Participants are immediately fully vested in their contributions and Company contributions. Contributions made to the Plan are allocated among a variety of investment funds, including the Varian Medical Systems Stock Fund, offered by the Plan in 1% increments according to the participant’s direction. Participants may transfer account balances and the investment of their future contributions among these funds. Effective January 1, 2015, participants are no longer allowed to contribute or make exchanges into the Varian Medical Systems Stock Fund, and on July 1, 2015, the Varian Medical Systems Stock Fund will be terminated and removed from the Plan, with existing participant account balances mapped to the appropriate Vanguard Target Retirement Trust II fund based on the participant’s date of birth.

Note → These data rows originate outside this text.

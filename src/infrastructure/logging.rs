//! Logging system configuration and initialization
//!
//! Console and optional file output through `tracing-subscriber`, with
//! optional JSON formatting. `RUST_LOG` overrides the configured level.

use anyhow::{Result, anyhow};
use chrono::Local;
use lazy_static::lazy_static;
use std::path::PathBuf;
use std::sync::Mutex;
use tracing::debug;
use tracing_appender::{non_blocking, rolling};
use tracing_subscriber::{
    EnvFilter, Layer, Registry,
    fmt::{self, time::FormatTime},
    layer::SubscriberExt,
    util::SubscriberInitExt,
};

pub use crate::infrastructure::config::LoggingConfig;

// Keeps the non-blocking file writer alive for the process lifetime
lazy_static! {
    static ref LOG_GUARDS: Mutex<Vec<tracing_appender::non_blocking::WorkerGuard>> =
        Mutex::new(Vec::new());
}

type BoxedLayer = Box<dyn Layer<Registry> + Send + Sync + 'static>;

/// Local wall-clock timestamps with milliseconds
struct LocalTimeFormatter;

impl FormatTime for LocalTimeFormatter {
    fn format_time(&self, w: &mut fmt::format::Writer<'_>) -> std::fmt::Result {
        write!(w, "{}", Local::now().format("%Y-%m-%d %H:%M:%S%.3f"))
    }
}

/// Default log directory: `logs/` next to the executable
pub fn get_log_directory() -> PathBuf {
    std::env::current_exe()
        .ok()
        .and_then(|p| p.parent().map(|p| p.to_path_buf()))
        .unwrap_or_else(|| std::env::current_dir().unwrap_or_default())
        .join("logs")
}

/// Initialize logging with custom configuration
///
/// HTTP and runtime internals are turned down unless the level is `trace`.
/// Override with `RUST_LOG`, for example:
/// ```bash
/// RUST_LOG="debug,reqwest=debug,hyper=debug" job-scraper
/// ```
///
/// Calling this again after a subscriber is installed is a no-op.
pub fn init_logging_with_config(config: &LoggingConfig) -> Result<()> {
    let mut layers: Vec<BoxedLayer> = Vec::new();

    if config.console_output {
        let layer = if config.json_format {
            fmt::layer()
                .json()
                .with_timer(LocalTimeFormatter)
                .with_target(true)
                .with_filter(build_filter(config)?)
                .boxed()
        } else {
            fmt::layer()
                .with_timer(LocalTimeFormatter)
                .with_target(false)
                .with_filter(build_filter(config)?)
                .boxed()
        };
        layers.push(layer);
    }

    if config.file_output {
        let log_dir = config.log_dir.clone().unwrap_or_else(get_log_directory);
        std::fs::create_dir_all(&log_dir)
            .map_err(|e| anyhow!("Failed to create log directory {:?}: {}", log_dir, e))?;

        let file_appender = rolling::never(&log_dir, &config.file_name);
        let (file_writer, file_guard) = non_blocking(file_appender);
        if let Ok(mut guards) = LOG_GUARDS.lock() {
            guards.push(file_guard);
        }

        let layer = if config.json_format {
            fmt::layer()
                .json()
                .with_writer(file_writer)
                .with_timer(LocalTimeFormatter)
                .with_target(true)
                .with_thread_ids(true)
                .with_ansi(false)
                .with_filter(build_filter(config)?)
                .boxed()
        } else {
            fmt::layer()
                .with_writer(file_writer)
                .with_timer(LocalTimeFormatter)
                .with_target(false)
                .with_ansi(false)
                .with_filter(build_filter(config)?)
                .boxed()
        };
        layers.push(layer);
    }

    if tracing_subscriber::registry().with(layers).try_init().is_err() {
        debug!("Logging already initialized");
    }
    Ok(())
}

fn build_filter(config: &LoggingConfig) -> Result<EnvFilter> {
    if let Ok(filter) = EnvFilter::try_from_default_env() {
        return Ok(filter);
    }

    let mut filter = EnvFilter::try_new(&config.level)
        .map_err(|e| anyhow!("Invalid log level '{}': {}", config.level, e))?;

    if !config.level.to_lowercase().contains("trace") {
        for directive in ["reqwest=info", "hyper=warn", "hyper_util=warn", "h2=warn", "tokio=info", "runtime=warn"] {
            filter = filter.add_directive(directive.parse()?);
        }
    }

    Ok(filter)
}

#[cfg(test)]
mod tests {
    use super::*;

    #[test]
    fn init_is_idempotent() {
        let config = LoggingConfig {
            console_output: false,
            ..Default::default()
        };
        assert!(init_logging_with_config(&config).is_ok());
        assert!(init_logging_with_config(&config).is_ok());
    }

    #[test]
    fn bad_level_is_rejected() {
        let config = LoggingConfig {
            level: "info,job_scraper=loudest".to_string(),
            ..Default::default()
        };
        // RUST_LOG would bypass the configured level
        if std::env::var_os("RUST_LOG").is_none() {
            assert!(build_filter(&config).is_err());
        }
    }

    #[test]
    fn file_output_creates_log_dir() {
        let dir = tempfile::tempdir().unwrap();
        let log_dir = dir.path().join("nested").join("logs");
        let config = LoggingConfig {
            console_output: false,
            file_output: true,
            log_dir: Some(log_dir.clone()),
            ..Default::default()
        };
        init_logging_with_config(&config).unwrap();
        assert!(log_dir.is_dir());
    }
}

Notes Receivable from Participants

Loans are available to participants who are either active employees or on a leave of absence. Participants are eligible to request a loan from the Plan ranging from $1,000 to the lesser of 50% of the participant’s Plan assets or $50,000. Note receivable balances are also subject to certain other limitations as provided by the Plan. Note receivable balances are collateralized by the balance in the participant’s account and bear interest at the prime rate plus 1% at the date requested. As of December 31, 2014, the interest rates on outstanding notes receivable range from 3.25% to 6% with various maturities. Principal and interest are paid ratably through payroll deductions over five years or less. Upon employment termination, the entire note receivable balance becomes immediately due and payable unless the participant arranges to repay the note receivable through automatic, periodic payments from the participant’s bank account or by using a coupon book for remitting payment.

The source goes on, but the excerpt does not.